_Task details_
Can you give all the records again without altering a single character?

┌─ Data section

/// Pitch detection and grain selection.
///
/// This module provides functionality to:
/// - Normalize sample buffers to [-1, 1]
/// - Compute FFT-based autocorrelation
/// - Estimate a fundamental frequency from the autocorrelation peak
/// - Select the most periodic zero-crossing aligned window as a grain
mod autocorrelation;
mod grain;
mod normalize;
mod pitch;
mod types;

pub use autocorrelation::{autocorrelate, transform_len, Autocorrelation, Autocorrelator};
pub use grain::{
    extract_grain, lag_band, periodicity_score, select_best, window_len, zero_crossings,
};
pub use normalize::normalize;
pub use pitch::{detect_pitch, lag_range};
pub use types::{
    AnalysisError, AudioBuffer, Grain, GrainCandidate, GrainConfig, PitchConfig, PitchEstimate,
    ShortWindowPolicy,
};

use tracing::debug;

/// Everything needed to take one buffer from samples to grain
#[derive(Debug, Clone, Copy, PartialEq, Default)]
pub struct AnalysisSettings {
    pub pitch: PitchConfig,
    pub grain: GrainConfig,
    /// Reject buffers at any other rate
    pub required_sample_rate: Option<u32>,
}

/// Result of analyzing one buffer
#[derive(Debug, Clone, PartialEq)]
pub struct Analysis {
    pub pitch: PitchEstimate,
    /// `None` when the pitch was undetected or no candidate scored above zero
    pub grain: Option<Grain>,
}

/// Detects the pitch of `buffer` and, if one was found, extracts a grain at it.
///
/// # Errors
/// * If `required_sample_rate` is set and differs from the buffer's rate
/// * If either the pitch or grain parameters are invalid for this buffer
pub fn analyze_buffer(
    buffer: &AudioBuffer,
    settings: &AnalysisSettings,
) -> Result<Analysis, AnalysisError> {
    if let Some(expected) = settings.required_sample_rate {
        if buffer.sample_rate() != expected {
            return Err(AnalysisError::SampleRateMismatch {
                expected,
                actual: buffer.sample_rate(),
            });
        }
    }

    let pitch = detect_pitch(buffer.samples(), buffer.sample_rate(), &settings.pitch)?;

    let grain = match pitch {
        PitchEstimate::Detected(freq) => {
            extract_grain(buffer.samples(), buffer.sample_rate(), freq, &settings.grain)?
        }
        PitchEstimate::Undetected => {
            debug!("No pitch detected; skipping grain search");
            None
        }
    };

    Ok(Analysis { pitch, grain })
}
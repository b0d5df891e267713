use super::types::{AudioError, WavData};
use hound::{SampleFormat, WavReader, WavSpec, WavWriter};
use std::io::Read;
use std::path::Path;

/// Reads and parses a WAV file, converting samples to normalized f32 values.
///
/// This function supports the following WAV formats:
/// - 32-bit float
/// - 16-bit integer
/// - 24-bit integer
/// - 32-bit integer
///
/// All integer formats are normalized to the [-1, 1] range.
///
/// # Arguments
/// * `path` - Path to the WAV file to read
///
/// # Returns
/// * `Result<WavData, AudioError>` - Parsed WAV data or an error
///
/// # Errors
/// * If the file cannot be read
/// * If the WAV format is unsupported
/// * If there's an error during sample conversion
pub fn read_wav_file(path: &Path) -> Result<WavData, AudioError> {
    let reader = WavReader::open(path).map_err(|e| AudioError::WavParse(e.to_string()))?;
    let spec = reader.spec();

    let samples = match (spec.sample_format, spec.bits_per_sample) {
        (SampleFormat::Float, 32) => decode_samples::<f32, _>(reader, 1.0)?,
        (SampleFormat::Int, 16) => decode_samples::<i16, _>(reader, 32768.0)?,
        (SampleFormat::Int, 24) => decode_samples::<i32, _>(reader, 8388608.0)?,
        (SampleFormat::Int, 32) => decode_samples::<i32, _>(reader, 2147483648.0)?,
        (format, bits) => {
            return Err(AudioError::WavParse(format!(
                "Unsupported WAV format: {:?} {}-bit",
                format, bits
            )))
        }
    };

    Ok(WavData {
        samples,
        sample_rate: spec.sample_rate,
        channels: spec.channels,
    })
}

/// Writes mono samples as a 32-bit float WAV file.
///
/// # Arguments
/// * `path` - Destination path; an existing file is overwritten
/// * `sample_rate` - Sample rate in Hz
/// * `samples` - Mono samples, expected in [-1, 1]
///
/// # Errors
/// * If the file cannot be created or the samples cannot be encoded
pub fn write_wav_file(path: &Path, sample_rate: u32, samples: &[f32]) -> Result<(), AudioError> {
    let spec = WavSpec {
        channels: 1,
        sample_rate,
        bits_per_sample: 32,
        sample_format: SampleFormat::Float,
    };

    let mut writer =
        WavWriter::create(path, spec).map_err(|e| AudioError::WavWrite(e.to_string()))?;
    for &sample in samples {
        writer
            .write_sample(sample)
            .map_err(|e| AudioError::WavWrite(e.to_string()))?;
    }
    writer
        .finalize()
        .map_err(|e| AudioError::WavWrite(e.to_string()))
}

/// Decodes every sample and divides by `full_scale` to land in [-1, 1].
fn decode_samples<T, R>(reader: WavReader<R>, full_scale: f64) -> Result<Vec<f32>, AudioError>
where
    T: hound::Sample + Into<f64>,
    R: Read,
{
    reader
        .into_samples::<T>()
        .map(|s| {
            s.map(|value| (value.into() / full_scale) as f32)
                .map_err(|e| AudioError::WavParse(e.to_string()))
        })
        .collect()
}
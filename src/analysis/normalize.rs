/// Linearly remaps samples so the minimum becomes -1 and the maximum +1.
///
/// A constant buffer has no range to map from; it comes back as all zeros
/// rather than a buffer of NaNs. The same applies if the range is not finite.
pub fn normalize(samples: &[f32]) -> Vec<f32> {
    let (min, max) = samples
        .iter()
        .fold((f32::INFINITY, f32::NEG_INFINITY), |(lo, hi), &s| {
            (lo.min(s), hi.max(s))
        });
    let range = max - min;

    if !(range.is_finite() && range > 0.0) {
        return vec![0.0; samples.len()];
    }

    samples
        .iter()
        .map(|&s| (s - min) / range * 2.0 - 1.0)
        .collect()
}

└─

_Solved problem_
/// Pitch detection and grain selection.
///
/// This module provides functionality to:
/// - Normalize sample buffers to [-1, 1]
/// - Compute FFT-based autocorrelation
/// - Estimate a fundamental frequency from the autocorrelation peak
/// - Select the most periodic zero-crossing aligned window as a grain
mod autocorrelation;
mod grain;
mod normalize;
mod pitch;
mod types;

pub use autocorrelation::{autocorrelate, transform_len, Autocorrelation, Autocorrelator};
pub use grain::{
    extract_grain, lag_band, periodicity_score, select_best, window_len, zero_crossings,
};
pub use normalize::normalize;
pub use pitch::{detect_pitch, lag_range};
pub use types::{
    AnalysisError, AudioBuffer, Grain, GrainCandidate, GrainConfig, PitchConfig, PitchEstimate,
    ShortWindowPolicy,
};

use tracing::debug;

/// Everything needed to take one buffer from samples to grain
#[derive(Debug, Clone, Copy, PartialEq, Default)]
pub struct AnalysisSettings {
    pub pitch: PitchConfig,
    pub grain: GrainConfig,
    /// Reject buffers at any other rate
    pub required_sample_rate: Option<u32>,
}

/// Result of analyzing one buffer
#[derive(Debug, Clone, PartialEq)]
pub struct Analysis {
    pub pitch: PitchEstimate,
    /// `None` when the pitch was undetected or no candidate scored above zero
    pub grain: Option<Grain>,
}

/// Detects the pitch of `buffer` and, if one was found, extracts a grain at it.
///
/// # Errors
/// * If `required_sample_rate` is set and differs from the buffer's rate
/// * If either the pitch or grain parameters are invalid for this buffer
pub fn analyze_buffer(
    buffer: &AudioBuffer,
    settings: &AnalysisSettings,
) -> Result<Analysis, AnalysisError> {
    if let Some(expected) = settings.required_sample_rate {
        if buffer.sample_rate() != expected {
            return Err(AnalysisError::SampleRateMismatch {
                expected,
                actual: buffer.sample_rate(),
            });
        }
    }

    let pitch = detect_pitch(buffer.samples(), buffer.sample_rate(), &settings.pitch)?;

    let grain = match pitch {
        PitchEstimate::Detected(freq) => {
            extract_grain(buffer.samples(), buffer.sample_rate(), freq, &settings.grain)?
        }
        PitchEstimate::Undetected => {
            debug!("No pitch detected; skipping grain search");
            None
        }
    };

    Ok(Analysis { pitch, grain })
}
repository b0d5df891e267713
use super::types::{AudioError, WavData};
use hound::{SampleFormat, WavReader, WavSpec, WavWriter};
use std::io::Read;
use std::path::Path;

/// Reads and parses a WAV file, converting samples to normalized f32 values.
///
/// This function supports the following WAV formats:
/// - 32-bit float
/// - 16-bit integer
/// - 24-bit integer
/// - 32-bit integer
///
/// All integer formats are normalized to the [-1, 1] range.
///
/// # Arguments
/// * `path` - Path to the WAV file to read
///
/// # Returns
/// * `Result<WavData, AudioError>` - Parsed WAV data or an error
///
/// # Errors
/// * If the file cannot be read
/// * If the WAV format is unsupported
/// * If there's an error during sample conversion
pub fn read_wav_file(path: &Path) -> Result<WavData, AudioError> {
    let reader = WavReader::open(path).map_err(|e| AudioError::WavParse(e.to_string()))?;
    let spec = reader.spec();

    let samples = match (spec.sample_format, spec.bits_per_sample) {
        (SampleFormat::Float, 32) => decode_samples::<f32, _>(reader, 1.0)?,
        (SampleFormat::Int, 16) => decode_samples::<i16, _>(reader, 32768.0)?,
        (SampleFormat::Int, 24) => decode_samples::<i32, _>(reader, 8388608.0)?,
        (SampleFormat::Int, 32) => decode_samples::<i32, _>(reader, 2147483648.0)?,
        (format, bits) => {
            return Err(AudioError::WavParse(format!(
                "Unsupported WAV format: {:?} {}-bit",
                format, bits
            )))
        }
    };

    Ok(WavData {
        samples,
        sample_rate: spec.sample_rate,
        channels: spec.channels,
    })
}

/// Writes mono samples as a 32-bit float WAV file.
///
/// # Arguments
/// * `path` - Destination path; an existing file is overwritten
/// * `sample_rate` - Sample rate in Hz
/// * `samples` - Mono samples, expected in [-1, 1]
///
/// # Errors
/// * If the file cannot be created or the samples cannot be encoded
pub fn write_wav_file(path: &Path, sample_rate: u32, samples: &[f32]) -> Result<(), AudioError> {
    let spec = WavSpec {
        channels: 1,
        sample_rate,
        bits_per_sample: 32,
        sample_format: SampleFormat::Float,
    };

    let mut writer =
        WavWriter::create(path, spec).map_err(|e| AudioError::WavWrite(e.to_string()))?;
    for &sample in samples {
        writer
            .write_sample(sample)
            .map_err(|e| AudioError::WavWrite(e.to_string()))?;
    }
    writer
        .finalize()
        .map_err(|e| AudioError::WavWrite(e.to_string()))
}

/// Decodes every sample and divides by `full_scale` to land in [-1, 1].
fn decode_samples<T, R>(reader: WavReader<R>, full_scale: f64) -> Result<Vec<f32>, AudioError>
where
    T: hound::Sample + Into<f64>,
    R: Read,
{
    reader
        .into_samples::<T>()
        .map(|s| {
            s.map(|value| (value.into() / full_scale) as f32)
                .map_err(|e| AudioError::WavParse(e.to_string()))
        })
        .collect()
}
filename src/analysis/normalize.rs
/// Linearly remaps samples so the minimum becomes -1 and the maximum +1.
///
/// A constant buffer has no range to map from; it comes back as all zeros
/// rather than a buffer of NaNs. The same applies if the range is not finite.
pub fn normalize(samples: &[f32]) -> Vec<f32> {
    let (min, max) = samples
        .iter()
        .fold((f32::INFINITY, f32::NEG_INFINITY), |(lo, hi), &s| {
            (lo.min(s), hi.max(s))
        });
    let range = max - min;

    if !(range.is_finite() && range > 0.0) {
        return vec![0.0; samples.len()];
    }

    samples
        .iter()
        .map(|&s| (s - min) / range * 2.0 - 1.0)
        .collect()
}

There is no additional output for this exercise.